■ PROBLEM REQUIREMENTS
Output only the lines of the entries that follow, starting at the one with "fn fmt(&self, f: &mut" and running down to the one with "canonical_body: &str) ->", both included and unchanged.

(Records drawn from a dataset)

···

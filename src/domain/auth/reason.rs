use serde::{Deserialize, Serialize};

/// Why a request was rejected. The serialized code is stable and is what
/// callers and the audit trail see.
#[derive(Debug, Clone, Copy, PartialEq, Eq, Hash, Serialize, Deserialize)]
#[serde(rename_all = "SCREAMING_SNAKE_CASE")]
pub enum RejectReason {
    UnknownKey,
    KeyInactive,
    KeyExpired,
    LockedOut,
    RateLimited,
    MalformedRequest,
    StaleTimestamp,
    FutureTimestamp,
    ReplayedNonce,
    BadSignature,
    ForbiddenEndpoint,
    DependencyUnavailable,
}

/// Coarse grouping so callers can tell bad credentials from throttling
#[derive(Debug, Clone, Copy, PartialEq, Eq, Serialize, Deserialize)]
#[serde(rename_all = "snake_case")]
pub enum RejectCategory {
    /// Resend with a fresh timestamp/nonce or a correct signature
    ClientCorrectable,
    /// The key itself is unusable or throttled right now
    AccountState,
    /// A collaborator failed; the caller may retry
    Dependency,
}

impl RejectReason {
    pub fn code(&self) -> &'static str {
        match self {
            Self::UnknownKey => "UNKNOWN_KEY",
            Self::KeyInactive => "KEY_INACTIVE",
            Self::KeyExpired => "KEY_EXPIRED",
            Self::LockedOut => "LOCKED_OUT",
            Self::RateLimited => "RATE_LIMITED",
            Self::MalformedRequest => "MALFORMED_REQUEST",
            Self::StaleTimestamp => "STALE_TIMESTAMP",
            Self::FutureTimestamp => "FUTURE_TIMESTAMP",
            Self::ReplayedNonce => "REPLAYED_NONCE",
            Self::BadSignature => "BAD_SIGNATURE",
            Self::ForbiddenEndpoint => "FORBIDDEN_ENDPOINT",
            Self::DependencyUnavailable => "DEPENDENCY_UNAVAILABLE",
        }
    }

    pub fn category(&self) -> RejectCategory {
        match self {
            Self::MalformedRequest
            | Self::StaleTimestamp
            | Self::FutureTimestamp
            | Self::ReplayedNonce
            | Self::BadSignature
            | Self::ForbiddenEndpoint => RejectCategory::ClientCorrectable,
            Self::UnknownKey
            | Self::KeyInactive
            | Self::KeyExpired
            | Self::LockedOut
            | Self::RateLimited => RejectCategory::AccountState,
            Self::DependencyUnavailable => RejectCategory::Dependency,
        }
    }

    /// Whether this failure counts toward the lockout threshold.
    ///
    /// Only failures that involve presenting credentials count; rejections
    /// caused by the key's own state (including an active lockout) do not.
    pub fn counts_toward_lockout(&self) -> bool {
        self.category() == RejectCategory::ClientCorrectable
    }

    pub fn is_retryable(&self) -> bool {
        matches!(self, Self::DependencyUnavailable | Self::RateLimited)
    }
}

impl std::fmt::Display for RejectReason {
    fn fmt(&self, f: &mut std::fmt::Formatter<'_>) -> std::fmt::Result {
        write!(f, "{}", self.code())
    }
}
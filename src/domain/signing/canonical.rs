use serde_json::Value;

/// Build the MAC input: `timestamp:nonce:body`
pub fn canonical_string(timestamp: &str, nonce: &str, canonical_body: &str) -> String {
    let mut out = String::with_capacity(timestamp.len() + nonce.len() + canonical_body.len() + 2);
    out.push_str(timestamp);
    out.push(':');
    out.push_str(nonce);
    out.push(':');
    out.push_str(canonical_body);
    out
}

/// Serialize JSON in canonical form.
///
/// Object keys are sorted by byte order at every depth, there is no
/// whitespace, arrays keep their order. The output does not depend on how the
/// value was built or which map implementation serde_json was compiled with.
pub fn canonical_json(value: &Value) -> String {
    let mut out = String::new();
    write_value(value, &mut out);
    out
}

fn write_value(value: &Value, out: &mut String) {
    match value {
        Value::Null => out.push_str("null"),
        Value::Bool(b) => out.push_str(if *b { "true" } else { "false" }),
        Value::Number(n) => out.push_str(&n.to_string()),
        Value::String(s) => write_string(s, out),
        Value::Array(items) => {
            out.push('[');
            for (i, item) in items.iter().enumerate() {
                if i > 0 {
                    out.push(',');
                }
                write_value(item, out);
            }
            out.push(']');
        }
        Value::Object(map) => {
            let mut entries: Vec<(&String, &Value)> = map.iter().collect();
            entries.sort_by(|a, b| a.0.as_bytes().cmp(b.0.as_bytes()));

            out.push('{');
            for (i, (key, item)) in entries.into_iter().enumerate() {
                if i > 0 {
                    out.push(',');
                }
                write_string(key, out);
                out.push(':');
                write_value(item, out);
            }
            out.push('}');
        }
    }
}

fn write_string(s: &str, out: &mut String) {
    // serde_json escaping is fixed: RFC 8259 minimal escapes
    out.push_str(&Value::String(s.to_owned()).to_string());
}
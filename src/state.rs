//! Shared authentication services
//!
//! The verifier and the lifecycle service are built together so that they
//! share one rate limiter, one set of repositories and one clock.

use std::sync::Arc;

use crate::config::AppConfig;
use crate::domain::{
    ApiKeyRepository, AttemptRepository, AuditLogRepository, Clock, DomainError, OsRandom,
    SecretNameTemplate, SecretStore,
};
use crate::infrastructure::api_key::{ApiKeyService, InMemoryApiKeyRepository, RateLimiter};
use crate::infrastructure::audit::{InMemoryAttemptRepository, InMemoryAuditLogRepository};
use crate::infrastructure::auth::{
    AttemptTracker, LockoutPolicy, NonceGenerator, RequestSigner, Verifier,
};
use crate::infrastructure::secrets::InMemorySecretStore;

/// Storage collaborators
#[derive(Debug, Clone)]
pub struct AuthStores {
    pub keys: Arc<dyn ApiKeyRepository>,
    pub attempts: Arc<dyn AttemptRepository>,
    pub audit_log: Arc<dyn AuditLogRepository>,
    pub secrets: Arc<dyn SecretStore>,
}

impl AuthStores {
    /// Process-local stores, suitable for tests and single-node setups
    pub fn in_memory() -> Self {
        Self::with_secret_store(Arc::new(InMemorySecretStore::new()))
    }

    /// In-memory repositories around a given secret store
    pub fn with_secret_store(secrets: Arc<dyn SecretStore>) -> Self {
        Self {
            keys: Arc::new(InMemoryApiKeyRepository::new()),
            attempts: Arc::new(InMemoryAttemptRepository::new()),
            audit_log: Arc::new(InMemoryAuditLogRepository::new()),
            secrets,
        }
    }
}

/// Authentication state containing shared services
#[derive(Debug, Clone)]
pub struct AuthState {
    pub verifier: Arc<Verifier>,
    pub api_keys: Arc<ApiKeyService>,
    pub attempts: Arc<AttemptTracker>,
    pub rate_limiter: Arc<RateLimiter>,
    pub nonces: NonceGenerator,
}

impl AuthState {
    pub fn new(config: &AppConfig, stores: AuthStores, clock: Arc<dyn Clock>) -> Result<Self, DomainError> {
        let auth = &config.auth;
        auth.validate()?;

        let secret_names =
            SecretNameTemplate::new(&config.secrets.name_template, &config.secrets.service_name)
                .map_err(|e| DomainError::configuration(e.to_string()))?;

        let rate_limiter = Arc::new(RateLimiter::new(auth.rate_limit_window()));
        let attempts = Arc::new(AttemptTracker::new(
            stores.attempts,
            LockoutPolicy::from_config(auth),
            auth.dependency_timeout(),
        ));

        let verifier = Verifier::new(
            auth,
            stores.keys.clone(),
            stores.secrets.clone(),
            attempts.clone(),
            rate_limiter.clone(),
        )
        .with_clock(clock.clone());

        let api_keys = ApiKeyService::new(
            auth.clone(),
            stores.keys,
            stores.secrets,
            stores.audit_log,
            rate_limiter.clone(),
            secret_names,
        )
        .with_clock(clock);

        Ok(Self {
            verifier: Arc::new(verifier),
            api_keys: Arc::new(api_keys),
            attempts,
            rate_limiter,
            nonces: NonceGenerator::new(Arc::new(OsRandom), auth.nonce_bytes),
        })
    }

    /// Client-side signer drawing nonces of the configured size
    pub fn request_signer(
        &self,
        merchant_id: impl Into<String>,
        key_id: impl Into<String>,
        secret: impl Into<Vec<u8>>,
    ) -> RequestSigner {
        RequestSigner::new(merchant_id, key_id, secret).with_nonce_generator(self.nonces.clone())
    }
}

#[cfg(test)]
mod tests {
    use super::*;
    use crate::config::{AuthConfig, LoggingConfig, SecretsConfig};
    use crate::domain::api_key::MerchantId;
    use crate::domain::{IssueKeyRequest, ManualClock, RejectReason, VerificationOutcome, VerificationRequest};
    use base64::{engine::general_purpose::STANDARD, Engine};
    use chrono::{Duration, TimeZone, Utc};

    fn app_config(auth: AuthConfig) -> AppConfig {
        AppConfig {
            logging: LoggingConfig::default(),
            auth,
            secrets: SecretsConfig::default(),
        }
    }

    fn setup(auth: AuthConfig) -> (AuthState, Arc<ManualClock>) {
        let clock = Arc::new(ManualClock::new(Utc.with_ymd_and_hms(2024, 1, 1, 0, 0, 0).unwrap()));
        let state = AuthState::new(&app_config(auth), AuthStores::in_memory(), clock.clone()).unwrap();
        (state, clock)
    }

    async fn send(state: &AuthState, signer: &RequestSigner) -> VerificationOutcome {
        let envelope = signer.sign_json(&serde_json::json!({"amount": 10, "currency": "EUR"}));
        state
            .verifier
            .verify(&VerificationRequest::new(envelope, "/v1/surcharges"))
            .await
    }

    #[tokio::test]
    async fn test_issued_key_signs_and_verifies() {
        let (state, clock) = setup(AuthConfig::new(10));
        let merchant = MerchantId::new("merchant-1").unwrap();

        let issued = state.api_keys.issue(&merchant, IssueKeyRequest::new()).await.unwrap();
        let signer = state
            .request_signer("merchant-1", issued.api_key.id().as_str(), issued.secret.clone())
            .with_clock(clock.clone());

        assert!(send(&state, &signer).await.is_accept());
    }

    #[tokio::test]
    async fn test_configured_nonce_size_reaches_signer() {
        let mut auth = AuthConfig::new(10);
        auth.nonce_bytes = 48;
        let (state, clock) = setup(auth);
        let merchant = MerchantId::new("merchant-1").unwrap();

        let issued = state.api_keys.issue(&merchant, IssueKeyRequest::new()).await.unwrap();
        let signer = state
            .request_signer("merchant-1", issued.api_key.id().as_str(), issued.secret.clone())
            .with_clock(clock);

        let envelope = signer.sign_body("{}");
        assert_eq!(STANDARD.decode(&envelope.nonce).unwrap().len(), 48);

        let outcome = state
            .verifier
            .verify(&VerificationRequest::new(envelope, "/v1/surcharges"))
            .await;
        assert!(outcome.is_accept());
    }

    #[test]
    fn test_oversized_nonce_config_is_rejected() {
        let mut auth = AuthConfig::new(10);
        auth.nonce_bytes = 193;

        let result = AuthState::new(&app_config(auth), AuthStores::in_memory(), Arc::new(ManualClock::new(Utc::now())));
        assert!(matches!(result, Err(DomainError::Configuration { .. })));
    }

    #[tokio::test]
    async fn test_rotation_overlap_end_to_end() {
        let (state, clock) = setup(AuthConfig::new(10));
        let merchant = MerchantId::new("merchant-1").unwrap();

        let issued = state.api_keys.issue(&merchant, IssueKeyRequest::new()).await.unwrap();
        let id = issued.api_key.id().clone();
        let old = state
            .request_signer("merchant-1", id.as_str(), issued.secret.clone())
            .with_clock(clock.clone());

        let rotated = state.api_keys.rotate(&id).await.unwrap();
        let new = state
            .request_signer("merchant-1", id.as_str(), rotated.secret.clone())
            .with_clock(clock.clone());

        match send(&state, &old).await {
            VerificationOutcome::Accept(accepted) => assert!(accepted.used_previous_secret),
            other => panic!("expected accept, got {:?}", other),
        }
        assert!(send(&state, &new).await.is_accept());

        clock.advance(Duration::minutes(10));
        assert_eq!(send(&state, &old).await.reject_reason(), Some(RejectReason::BadSignature));
        assert!(send(&state, &new).await.is_accept());
    }

    #[tokio::test]
    async fn test_revoked_key_rejected_end_to_end() {
        let (state, clock) = setup(AuthConfig::new(10));
        let merchant = MerchantId::new("merchant-1").unwrap();

        let issued = state.api_keys.issue(&merchant, IssueKeyRequest::new()).await.unwrap();
        let signer = state
            .request_signer("merchant-1", issued.api_key.id().as_str(), issued.secret.clone())
            .with_clock(clock);

        state.api_keys.revoke(issued.api_key.id(), None).await.unwrap();
        assert_eq!(send(&state, &signer).await.reject_reason(), Some(RejectReason::KeyInactive));
    }

    #[test]
    fn test_invalid_name_template_is_configuration_error() {
        let mut config = app_config(AuthConfig::new(10));
        config.secrets.name_template = "{tenant}/{key_id}".to_string();

        let result = AuthState::new(&config, AuthStores::in_memory(), Arc::new(ManualClock::new(Utc::now())));
        assert!(matches!(result, Err(DomainError::Configuration { .. })));
    }
}
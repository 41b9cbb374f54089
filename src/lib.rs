//! PMP Request Auth
//!
//! Authentication core for signed merchant API calls:
//! - HMAC-SHA256 request signing and verification
//! - API key issuance, rotation, revocation and expiry
//! - Replay protection, failed-attempt lockout and rate limiting

pub mod cli;
pub mod config;
pub mod domain;
pub mod infrastructure;
pub mod state;

pub use config::AppConfig;
pub use state::{AuthState, AuthStores};

use std::sync::Arc;

use tracing::info;

use domain::SystemClock;
use infrastructure::secrets::SecretStoreFactory;

/// Create the authentication state from loaded configuration
pub async fn create_auth_state() -> anyhow::Result<AuthState> {
    let config = AppConfig::load()?;
    create_auth_state_with_config(&config).await
}

/// Create the authentication state with custom configuration
pub async fn create_auth_state_with_config(config: &AppConfig) -> anyhow::Result<AuthState> {
    info!("Secret store backend: {:?}", config.secrets.backend);
    let secrets = SecretStoreFactory::create(&config.secrets).await?;

    let state = AuthState::new(
        config,
        AuthStores::with_secret_store(secrets),
        Arc::new(SystemClock),
    )?;

    info!(
        max_skew_seconds = config.auth.max_skew_seconds,
        rotation_overlap_minutes = config.auth.rotation_overlap_minutes,
        "Authentication services ready"
    );

    Ok(state)
}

···

■ RESPONSE AREA
    fn fmt(&self, f: &mut std::fmt::Formatter<'_>) -> std::fmt::Result {
        write!(f, "{}", self.code())
    }
}
filename src/domain/signing/canonical.rs
use serde_json::Value;

/// Build the MAC input: `timestamp:nonce:body`
pub fn canonical_string(timestamp: &str, nonce: &str, canonical_body: &str) -> String {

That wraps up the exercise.